New Insulin Resistance Test Method for Horses (AAEP 2011)

An obese horse is often—though not always—an insulin-resistant one, and detection methods for insulin resistance can be tricky to time, not to mention labor-intensive. François R. Bertin, DVM, a resident at the Purdue University College of Veterinary Medicine Teaching Hospital described a new testing technique that he has found useful for identifying insulin-resistant horses at the 2011 American Association of Equine Practitioners convention, held Nov. 18-22 in San Antonio, Texas.

The pancreas' beta-cells are responsible for secreting insulin to stimulate glucose uptake by glucose receptors. The glucose is moved into muscle cells where it is either used immediately or stored as glycogen for later access. An insulin-resistant (IR) horse has a decreased sensitivity to insulin (as a result, higher amounts of insulin are released than normal in response to ingestion of starch and/or sugar) along with a decreased maximal response to this hormone. High levels of circulating insulin in the bloodstream could put such a horse at risk for development of laminitis.

The recommended insulin-response test requires a veterinarian to take several blood samples over four hours. Bertin described an alternative testing procedure able to produce information on suspect IR cases, especially those horses with equine metabolic syndrome (EMS). While a cresty neck and fat pads at the base of the tail can be signs of EMS and indicative of a probably IR case, he emphasized that a definitive test is necessary for an accurate IR diagnosis.

In a research trial Bertin tested 12 horses around 16 years of age with body condition scores ranging from 3-9 (5 being optimal). The horses were fed only free choice hay and water. After measuring the baseline blood glucose of each horse, insulin was administered and another blood sample was taken 30 minutes later. Glucose readings were obtained stall-side with a hand-held glucometer, much like one used by human diabetics. If signs of hypoglycemia (sweating, shaking, or lying down) were noted following insulin treatment, Bertin recommended that the horse be given a dose of intravenous dextrose.

The conventional IR test and the two-step test were performed on all 12 horses.
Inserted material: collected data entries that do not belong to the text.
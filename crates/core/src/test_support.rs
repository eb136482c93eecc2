//! In-memory collaborators for unit tests.

use std::collections::HashSet;
use std::sync::Mutex;
use std::sync::atomic::{AtomicUsize, Ordering};

use async_trait::async_trait;
use bytes::Bytes;
use chrono::Utc;
use tokio::sync::Barrier;
use uuid::Uuid;

use crate::storage::{ObjectStore, StorageError, StoredObject};
use crate::submission::{
    Notification, Notifier, NotifyError, Record, SavedRecord, StoreError, SubmissionStore,
};

/// Object store keeping keys in memory.
#[derive(Default)]
pub struct FakeObjectStore {
    stored: Mutex<Vec<String>>,
    removed: Mutex<Vec<String>>,
    calls: AtomicUsize,
    failing_groups: HashSet<String>,
    pathless: bool,
    barrier: Option<Barrier>,
}

impl FakeObjectStore {
    /// Fails every upload whose key sits under one of `groups`.
    pub fn failing_groups<const N: usize>(groups: [&str; N]) -> Self {
        Self {
            failing_groups: groups.iter().map(|g| (*g).to_string()).collect(),
            ..Self::default()
        }
    }

    /// Reports success without a path.
    pub fn pathless() -> Self {
        Self {
            pathless: true,
            ..Self::default()
        }
    }

    /// Holds every upload until `n` uploads are in flight.
    pub fn with_barrier(n: usize) -> Self {
        Self {
            barrier: Some(Barrier::new(n)),
            ..Self::default()
        }
    }

    pub fn stored_keys(&self) -> Vec<String> {
        self.stored.lock().unwrap().clone()
    }

    pub fn removed_keys(&self) -> Vec<String> {
        self.removed.lock().unwrap().clone()
    }

    pub fn upload_calls(&self) -> usize {
        self.calls.load(Ordering::SeqCst)
    }
}

#[async_trait]
impl ObjectStore for FakeObjectStore {
    async fn upload(
        &self,
        _bucket: &str,
        key: &str,
        _data: Bytes,
        _content_type: &str,
    ) -> Result<StoredObject, StorageError> {
        self.calls.fetch_add(1, Ordering::SeqCst);
        if let Some(barrier) = &self.barrier {
            barrier.wait().await;
        }
        let group = key.split('/').nth(1).unwrap_or_default();
        if self.failing_groups.contains(group) {
            return Err(StorageError::operation("simulated outage"));
        }
        self.stored.lock().unwrap().push(key.to_string());
        let path = if self.pathless { String::new() } else { key.to_string() };
        Ok(StoredObject { path })
    }

    fn public_url(&self, bucket: &str, path: &str) -> String {
        format!("https://storage.test/{bucket}/{path}")
    }

    async fn remove(&self, _bucket: &str, key: &str) -> Result<(), StorageError> {
        self.removed.lock().unwrap().push(key.to_string());
        Ok(())
    }
}

/// Submission store keeping records in memory.
#[derive(Default)]
pub struct MemorySubmissionStore {
    records: Mutex<Vec<Record>>,
    fail: bool,
}

impl MemorySubmissionStore {
    /// Rejects every insert.
    pub fn failing() -> Self {
        Self {
            fail: true,
            ..Self::default()
        }
    }

    pub fn records(&self) -> Vec<Record> {
        self.records.lock().unwrap().clone()
    }
}

#[async_trait]
impl SubmissionStore for MemorySubmissionStore {
    async fn insert(&self, record: &Record) -> Result<SavedRecord, StoreError> {
        if self.fail {
            return Err(StoreError::Insert {
                table: record.kind.table(),
                message: "connection reset".to_string(),
            });
        }
        self.records.lock().unwrap().push(record.clone());
        Ok(SavedRecord {
            id: Uuid::new_v4(),
            created_at: Utc::now(),
        })
    }
}

/// Notifier remembering what it was asked to send.
#[derive(Default)]
pub struct RecordingNotifier {
    sent: Mutex<Vec<Notification>>,
    fail: bool,
}

impl RecordingNotifier {
    /// Records the attempt, then fails.
    pub fn failing() -> Self {
        Self {
            fail: true,
            ..Self::default()
        }
    }

    pub fn sent(&self) -> Vec<Notification> {
        self.sent.lock().unwrap().clone()
    }
}

#[async_trait]
impl Notifier for RecordingNotifier {
    async fn notify(&self, notification: &Notification) -> Result<(), NotifyError> {
        self.sent.lock().unwrap().push(notification.clone());
        if self.fail {
            return Err(NotifyError::Delivery("provider unavailable".to_string()));
        }
        Ok(())
    }
}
Bertin explained that the results of the conventional test were used to confirm whether or not the horse was considered insulin-resistant. He then compared the results of two-step test with those of the conventional test to determine the former's accuracy.

He and his colleagues saw no significant differences between the insulin-resistant and insulin-sensitive horses at the baseline glucose measurement, or in body condition score. Most of the blood glucose decrease occurred within 30 minutes of insulin treatment. Bertin reported that a decrease in glucose levels by 50% or more before 30 minutes indicated that a horse was insulin-sensitive. With this test, all insulin-sensitive horses reached the 50% threshold of glucose drop within 30 minutes of insulin treatment. The IR horses, however, took longer than 30 minutes to reach this point.

Bertin concluded that this test correlated well with the conventional insulin-sensitivity test, it was repeatable, and he observed no adverse side effects. He noted, “This two-step insulin-response test had the same accuracy, sensitivity, and specificity as the complete conventional insulin-sensitivity test.” The equine practitioner now has a useful and reliable low-cost test to administer in the field to detect IR horses, he concluded.

Bertin also noted that it's important to remember that while overweight horses are more likely to be insulin resistant than their slimmer counterparts, "it is important to say that there are obese healthy horses and insulin-resistant slim horses."

Disclaimer: Seek the advice of a qualified veterinarian before proceeding with any diagnosis, treatment, or therapy.